PRIVATE HEALTH INSURANCE (PHI) is an important part of Australia’s overall healthcare system. The Federal Government provides support for the private health industry through three key policy levers. The effectiveness of these levers against their policy objectives has recently been independently examined.

Key findings from the independent studies included:

  1. the incentives are in aggregate effective, whilst inefficient, in achieving the objectives set out by regulation (such as reducing pressure on public spending);
  2. options to modernise the incentives have been designed for implementation in the short term to improve their effectiveness and their efficiency; and
  3. PHI is relatively inelastic in that small price changes have little effect.

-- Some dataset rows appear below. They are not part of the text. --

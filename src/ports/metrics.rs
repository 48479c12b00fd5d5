//! AdapterMetrics port - latency and outcome of cross-node requests.

use std::time::Duration;

use crate::domain::{AppId, RequestOutcome, RequestType};

/// Sink notified once per finished cross-node request.
pub trait AdapterMetrics: Send + Sync {
    fn record_request(
        &self,
        app_id: &AppId,
        request_type: RequestType,
        elapsed: Duration,
        outcome: RequestOutcome,
    );
}

/// Discards every measurement.
#[derive(Debug, Default, Clone, Copy)]
pub struct NoopMetrics;

impl AdapterMetrics for NoopMetrics {
    fn record_request(&self, _: &AppId, _: RequestType, _: Duration, _: RequestOutcome) {}
}

/// Emits each measurement as a `tracing` event.
#[derive(Debug, Default, Clone, Copy)]
pub struct TracingMetrics;

impl AdapterMetrics for TracingMetrics {
    fn record_request(
        &self,
        app_id: &AppId,
        request_type: RequestType,
        elapsed: Duration,
        outcome: RequestOutcome,
    ) {
        tracing::debug!(
            app_id = %app_id,
            request_type = %request_type,
            elapsed_ms = elapsed.as_millis() as u64,
            outcome = ?outcome,
            "horizontal request finished"
        );
    }
}
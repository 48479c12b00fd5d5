//! HTTP DTOs for the app API.
//!
//! Shapes follow the Pusher HTTP API so existing server libraries can talk
//! to it.

use serde::{Deserialize, Serialize};
use serde_json::Value;
use std::collections::BTreeMap;

use crate::ports::AdapterError;

/// Most channels one publish may target.
pub const MAX_EVENT_CHANNELS: usize = 100;

// ════════════════════════════════════════════════════════════════════════════
// Request DTOs
// ════════════════════════════════════════════════════════════════════════════

/// `info` and `filter_by_prefix` query parameters.
#[derive(Debug, Clone, Default, Deserialize)]
pub struct ChannelsQuery {
    #[serde(default)]
    pub filter_by_prefix: Option<String>,
    /// Comma-separated attributes: `user_count`, `subscription_count`
    #[serde(default)]
    pub info: Option<String>,
}

impl ChannelsQuery {
    pub fn wants(&self, attribute: &str) -> bool {
        self.info
            .as_deref()
            .map(|info| info.split(',').any(|a| a.trim() == attribute))
            .unwrap_or(false)
    }
}

/// Request to publish an event.
#[derive(Debug, Clone, Deserialize)]
pub struct PublishEventRequest {
    pub name: String,
    /// Event payload; non-string values are sent JSON-encoded
    pub data: Value,
    #[serde(default)]
    pub channels: Vec<String>,
    #[serde(default)]
    pub channel: Option<String>,
    /// Socket to exclude from delivery
    #[serde(default)]
    pub socket_id: Option<String>,
}

impl PublishEventRequest {
    /// Target channels from either `channels` or `channel`.
    pub fn targets(&self) -> Vec<String> {
        let mut targets = self.channels.clone();
        if let Some(channel) = &self.channel {
            if !targets.contains(channel) {
                targets.push(channel.clone());
            }
        }
        targets
    }

    pub fn data_string(&self) -> String {
        match &self.data {
            Value::String(s) => s.clone(),
            other => other.to_string(),
        }
    }
}

// ════════════════════════════════════════════════════════════════════════════
// Response DTOs
// ════════════════════════════════════════════════════════════════════════════

#[derive(Debug, Clone, Default, PartialEq, Serialize)]
pub struct ChannelAttributes {
    #[serde(skip_serializing_if = "Option::is_none")]
    pub user_count: Option<usize>,
    #[serde(skip_serializing_if = "Option::is_none")]
    pub subscription_count: Option<usize>,
}

#[derive(Debug, Clone, Serialize)]
pub struct ChannelsResponse {
    pub channels: BTreeMap<String, ChannelAttributes>,
}

#[derive(Debug, Clone, Serialize)]
pub struct ChannelResponse {
    pub occupied: bool,
    #[serde(flatten)]
    pub attributes: ChannelAttributes,
}

#[derive(Debug, Clone, Serialize)]
pub struct UserEntry {
    pub id: String,
}

#[derive(Debug, Clone, Serialize)]
pub struct UsersResponse {
    pub users: Vec<UserEntry>,
}

#[derive(Debug, Clone, Serialize)]
pub struct ErrorResponse {
    pub code: String,
    pub message: String,
}

impl ErrorResponse {
    pub fn bad_request(message: impl Into<String>) -> Self {
        Self {
            code: "BAD_REQUEST".to_string(),
            message: message.into(),
        }
    }

    pub fn adapter(error: &AdapterError) -> Self {
        let code = if error.is_timeout() {
            "CLUSTER_TIMEOUT"
        } else {
            "ADAPTER_ERROR"
        };
        Self {
            code: code.to_string(),
            message: error.to_string(),
        }
    }
}

#[cfg(test)]
mod tests {
    use super::*;
    use serde_json::json;

    #[test]
    fn info_attributes_are_parsed() {
        let query = ChannelsQuery {
            info: Some("user_count, subscription_count".into()),
            ..Default::default()
        };
        assert!(query.wants("user_count"));
        assert!(query.wants("subscription_count"));
        assert!(!ChannelsQuery::default().wants("user_count"));
    }

    #[test]
    fn publish_targets_merge_channel_and_channels() {
        let request: PublishEventRequest = serde_json::from_value(json!({
            "name": "e",
            "data": {"a": 1},
            "channels": ["c1", "c2"],
            "channel": "c1",
        }))
        .unwrap();
        assert_eq!(request.targets(), vec!["c1", "c2"]);
        assert_eq!(request.data_string(), r#"{"a":1}"#);
    }

    #[test]
    fn channel_response_flattens_attributes() {
        let response = ChannelResponse {
            occupied: true,
            attributes: ChannelAttributes {
                user_count: None,
                subscription_count: Some(3),
            },
        };
        assert_eq!(
            serde_json::to_value(&response).unwrap(),
            json!({"occupied": true, "subscription_count": 3})
        );
    }

    #[test]
    fn timeout_has_its_own_code() {
        let error = AdapterError::Timeout {
            request_id: "r".into(),
            request_type: crate::domain::RequestType::ChannelMembers,
            received: 1,
            expected: 2,
        };
        assert_eq!(ErrorResponse::adapter(&error).code, "CLUSTER_TIMEOUT");
    }
}
//! Configuration error types

use thiserror::Error;

/// Errors that can occur during configuration loading
#[derive(Debug, Error)]
pub enum ConfigError {
    #[error("Configuration loading failed: {0}")]
    LoadError(#[from] config::ConfigError),

    #[error("Validation failed: {0}")]
    ValidationFailed(#[from] ValidationError),
}

/// Errors that can occur during configuration validation
#[derive(Debug, Error)]
pub enum ValidationError {
    #[error("Required configuration missing: {0}")]
    MissingRequired(&'static str),

    #[error("Invalid port number")]
    InvalidPort,

    #[error("Invalid bind host: {0}")]
    InvalidHost(String),

    #[error("Invalid request timeout")]
    InvalidTimeout,

    #[error("Adapter prefix must not be empty")]
    EmptyPrefix,

    #[error("Invalid Redis URL format")]
    InvalidRedisUrl,

    #[error("Invalid NATS server list")]
    InvalidNatsServers,

    #[error("NATS nodes_number must be at least 1")]
    InvalidNodesNumber,

    #[error("Invalid AMQP URI format")]
    InvalidAmqpUri,

    #[error("Invalid RabbitMQ management URL format")]
    InvalidManagementUrl,
}
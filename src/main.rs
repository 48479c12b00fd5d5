//! Pushline server binary.

use axum::Router;
use tokio::net::TcpListener;
use tower_http::trace::TraceLayer;
use tracing_subscriber::{layer::SubscriberExt, util::SubscriberInitExt, EnvFilter};

use pushline::adapters::http::api_router;
use pushline::adapters::websocket::websocket_router;
use pushline::adapters::Adapter;
use pushline::config::{AppConfig, LogFormat};
use pushline::ports::ConnectionAdapter;

#[tokio::main]
async fn main() -> Result<(), Box<dyn std::error::Error>> {
    let config = AppConfig::load()?;
    init_logging(&config);
    config.validate()?;

    let addr = config.server.socket_addr()?;
    let adapter = Adapter::init(&config).await.map_err(|e| {
        tracing::error!("Failed to initialize adapter: {}", e);
        e
    })?;

    let app = Router::new()
        .merge(websocket_router())
        .merge(api_router())
        .layer(TraceLayer::new_for_http())
        .with_state(adapter.clone());

    let listener = TcpListener::bind(addr).await?;
    tracing::info!(
        %addr,
        driver = %adapter.driver(),
        environment = ?config.server.environment,
        "Pushline listening"
    );

    axum::serve(listener, app)
        .with_graceful_shutdown(shutdown_signal())
        .await?;

    if let Err(e) = adapter.disconnect().await {
        tracing::warn!("Adapter disconnect failed: {}", e);
    }
    tracing::info!("Shutdown complete");
    Ok(())
}

fn init_logging(config: &AppConfig) {
    let filter = EnvFilter::try_from_default_env()
        .unwrap_or_else(|_| EnvFilter::new(&config.server.log_level));
    let registry = tracing_subscriber::registry().with(filter);

    match config.server.log_format {
        LogFormat::Json => registry
            .with(tracing_subscriber::fmt::layer().json().with_target(true))
            .init(),
        LogFormat::Compact => registry
            .with(tracing_subscriber::fmt::layer().compact().with_target(true))
            .init(),
    }
}

async fn shutdown_signal() {
    if let Err(e) = tokio::signal::ctrl_c().await {
        tracing::warn!("Failed to listen for shutdown signal: {}", e);
        std::future::pending::<()>().await;
    }
    tracing::info!("Shutdown signal received");
}
//! NATS transport.
//!
//! Each topic is a subject. NATS has no subscriber-count command, so nodes
//! are either configured up front (`nodes_number`) or discovered per request:
//! every node answers pings on a discovery subject, and the replies that
//! arrive within the discovery window are counted.

use async_trait::async_trait;
use futures::StreamExt;
use std::time::Duration;

use tokio::sync::{mpsc, Mutex};
use tokio::task::JoinHandle;

use crate::config::NatsConfig;
use crate::domain::AppId;
use crate::ports::{InboundMessage, Topic, TopicNames, Transport, TransportError};

const NAME: &str = "nats";

pub struct NatsTransport {
    client: async_nats::Client,
    names: TopicNames,
    discovery_subject: String,
    nodes_number: Option<usize>,
    discovery_timeout: Duration,
    tasks: Mutex<Vec<JoinHandle<()>>>,
}

impl NatsTransport {
    pub async fn connect(config: &NatsConfig, prefix: &str) -> Result<Self, TransportError> {
        let servers = config.server_list().join(",");
        let client = async_nats::ConnectOptions::new()
            .connection_timeout(config.connect_timeout())
            .connect(servers.as_str())
            .await
            .map_err(|e| TransportError::connect(NAME, e))?;

        tracing::info!(servers = %servers, prefix, "Connected to NATS");

        Ok(Self {
            client,
            names: TopicNames::new(prefix),
            discovery_subject: format!("{prefix}#discovery"),
            nodes_number: config.nodes_number,
            discovery_timeout: config.discovery_timeout(),
            tasks: Mutex::new(Vec::new()),
        })
    }

    async fn subscribe(&self, subject: &str) -> Result<async_nats::Subscriber, TransportError> {
        self.client
            .subscribe(subject.to_string())
            .await
            .map_err(|e| TransportError::Subscribe(e.to_string()))
    }

    /// Pings the discovery subject and counts the nodes that answer in time.
    async fn discover(&self) -> Result<usize, TransportError> {
        let inbox = self.client.new_inbox();
        let mut replies = self
            .client
            .subscribe(inbox.clone())
            .await
            .map_err(|e| TransportError::SubscriberCount(e.to_string()))?;

        self.client
            .publish_with_reply(self.discovery_subject.clone(), inbox, Vec::new().into())
            .await
            .map_err(|e| TransportError::SubscriberCount(e.to_string()))?;

        let mut count = 0;
        let window = tokio::time::sleep(self.discovery_timeout);
        tokio::pin!(window);
        loop {
            tokio::select! {
                _ = &mut window => break,
                reply = replies.next() => match reply {
                    Some(_) => count += 1,
                    None => break,
                },
            }
        }

        if let Err(e) = replies.unsubscribe().await {
            tracing::debug!("Failed to drop discovery inbox: {}", e);
        }
        Ok(count)
    }
}

#[async_trait]
impl Transport for NatsTransport {
    fn name(&self) -> &'static str {
        NAME
    }

    async fn publish(
        &self,
        topic: Topic,
        _app_id: &AppId,
        payload: Vec<u8>,
    ) -> Result<(), TransportError> {
        self.client
            .publish(self.names.name(topic).to_string(), payload.into())
            .await
            .map_err(|e| TransportError::Publish(e.to_string()))
    }

    async fn listen(
        &self,
        sink: mpsc::UnboundedSender<InboundMessage>,
    ) -> Result<(), TransportError> {
        let mut tasks = Vec::with_capacity(Topic::ALL.len() + 1);

        for topic in Topic::ALL {
            let mut subscriber = self.subscribe(self.names.name(topic)).await?;
            let sink = sink.clone();
            tasks.push(tokio::spawn(async move {
                while let Some(message) = subscriber.next().await {
                    let inbound = InboundMessage {
                        topic,
                        payload: message.payload.to_vec(),
                    };
                    if sink.send(inbound).is_err() {
                        break;
                    }
                }
            }));
        }

        let mut pings = self.subscribe(&self.discovery_subject).await?;
        let client = self.client.clone();
        tasks.push(tokio::spawn(async move {
            while let Some(ping) = pings.next().await {
                let Some(reply) = ping.reply else {
                    continue;
                };
                if let Err(e) = client.publish(reply, Vec::new().into()).await {
                    tracing::debug!("Failed to answer discovery ping: {}", e);
                }
            }
        }));

        let mut current = self.tasks.lock().await;
        for previous in current.drain(..) {
            previous.abort();
        }
        *current = tasks;
        Ok(())
    }

    async fn subscriber_count(&self) -> Result<usize, TransportError> {
        match self.nodes_number {
            Some(nodes) => Ok(nodes),
            None => self.discover().await,
        }
    }

    async fn disconnect(&self) -> Result<(), TransportError> {
        for task in self.tasks.lock().await.drain(..) {
            task.abort();
        }
        self.client
            .flush()
            .await
            .map_err(|e| TransportError::Publish(e.to_string()))
    }
}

Industry consultation on these reports commenced on 6 June and will run for 11 weeks through to 15 August.

The studies

Independent studies were commissioned by the Department in the 2020-21 and 2021-22 Budgets to evaluate the effectiveness of the regulatory settings for the Medicare Levy Surcharge (MLS), private health insurance rebate (Rebate) and Lifetime Health Cover (LHC) (collectively referred to as the PHI Incentives).

These reviews have been undertaken by Finity Consulting (Finity) and independent academics led by Professor Francesco Paolucci and including Professors Thomas McGuire, Richard Van Kleef, Emmanouil Mentzakis, Jacob Glazer, and Ms Josefa Henriquez.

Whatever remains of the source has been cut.